Шрифт:
Интервал:
Закладка:
— Скверно… — желчным голосом произнес Смит.
— Что? — Потс, сбившись с мысли, уставился на него в полном изумлении.
— Скверно поступил ваш друг! — объяснил коммивояжер. — Причем не тогда, а раньше. Лишать козла свободы действий, привязывать его, держать в состоянии ярости… Куда только смотрело Общество защиты животных? За такие дела полагается изрядный штраф, сэр!
— Общество защиты животных? Это что за зверь такой? — фыркнул старый сапожник. — Сроду оно никого ни от чего не защищало: устраивает собачьи приюты, а бедные псы там маются голодом, и кошки тоже, и…
— Попрошу вас не оскорблять Общество защиты животных, сэр! — Смит выпятил узкую грудь. — Я имею честь являться его членом!
— Да это… джентльмены… дайте же мистеру Потсу рассказать… — попытался вмешаться жестянщик.
— Это точно! — с готовностью закивал Бутс. — Я вот хочу дослушать, как он доскажет про общество защиты козлов… э… от бродяг, а тут всякие перебивают!
— Да не бродяг от козлов, а животных от механизмов! — взорвался Смит. — И вообще…
— Как вижу, мой рассказ никого более не интересует, — произнес бармен, ни к кому конкретно не обращаясь. — В таком случае мне его незачем и завершать.
Он некоторое время выждал, но коммивояжер и сапожник, бурно спорившие друг с другом, не обратили на его слова никакого внимания.
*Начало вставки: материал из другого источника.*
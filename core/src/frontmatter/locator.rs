use super::DELIMITER;

/// Line break convention of a document.
///
/// A document is split once on its line break and put back together with the
/// same one, so the rewrite never mixes conventions.
#[derive(Debug, Clone, Copy, PartialEq, Eq)]
pub enum LineEnding {
    Lf,
    CrLf,
}

impl LineEnding {
    /// Detects the convention from the first line break in `content`.
    /// Documents without any line break use `\n`.
    pub fn detect(content: &str) -> Self {
        match content.find('\n') {
            Some(idx) if content[..idx].ends_with('\r') => LineEnding::CrLf,
            _ => LineEnding::Lf,
        }
    }

    pub fn as_str(&self) -> &'static str {
        match self {
            LineEnding::Lf => "\n",
            LineEnding::CrLf => "\r\n",
        }
    }

    /// Splits `content` into lines without trimming anything.
    ///
    /// A trailing line break yields a final empty line, so joining the result
    /// with the same separator reproduces `content` exactly.
    pub fn split<'a>(&self, content: &'a str) -> Vec<&'a str> {
        content.split(self.as_str()).collect()
    }
}

/// Where the header block sits in a document.
#[derive(Debug, Clone, Copy, PartialEq, Eq)]
pub enum HeaderLocation {
    /// Line 0 is not the delimiter.
    NoHeader,
    /// Header spanning `open..=close`. `open` is always 0.
    Header { open: usize, close: usize },
    /// Line 0 is the delimiter but the block never closes.
    Malformed,
}

impl HeaderLocation {
    /// Range of the field lines strictly between the delimiters.
    pub fn field_range(&self) -> Option<std::ops::Range<usize>> {
        match *self {
            HeaderLocation::Header { open, close } => Some(open + 1..close),
            _ => None,
        }
    }
}

/// Scans already split lines for the header block boundaries.
pub fn locate_header(lines: &[&str]) -> HeaderLocation {
    match lines.first() {
        Some(&first) if first == DELIMITER => {}
        _ => return HeaderLocation::NoHeader,
    }

    match lines.iter().skip(1).position(|line| *line == DELIMITER) {
        Some(offset) => HeaderLocation::Header { open: 0, close: offset + 1 },
        None => HeaderLocation::Malformed,
    }
}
Так что Потсу ничего не оставалось, кроме как встать и с достоинством удалиться вниз по улице.
В результате никто из участников этих событий никогда не узнал, чем же завершилась история автоматического козла.
Перевод Григория Панченко
Грант Аллен[27]. Новогодняя ночь среди мумий
Грант Аллен (1848–1899), друг и соавтор Конан Дойла, был ему дважды коллегой: как врач и как писатель. В этом последнем качестве он интересовался самыми разными жанрами, от детективов до фантастики. Его заслуженно считают одним из первооткрывателей и «сооткрывателей» нескольких перспективных направлений; характерный пример — Аллен одновременно с Уэллсом и независимо от него опубликовал повесть о путешествии во времени.
А еще он был крупным ученым и вдобавок очень свободомыслящим человеком. Кроме того, обладал отличным чувством юмора. Поэтому не стоит удивляться, что в рассказе «Новогодняя ночь среди мумий» Аллен отнесся к вопросу загробного бытия совсем иначе, чем Конан Дойл, которому именно в этих случаях чувство юмора и «шерлокхолмсовский» скепсис постоянно отказывали.
Я немало лет провел в странствиях и скитаниях по лику Земли, и со мной, безусловно, случались всякие необыкновенные происшествия, но, уверяю вас, на мою долю еще не выпадали такие странные двадцать четыре часа, как те, что я провел год назад в огромной неисследованной пирамиде Абу-Илла.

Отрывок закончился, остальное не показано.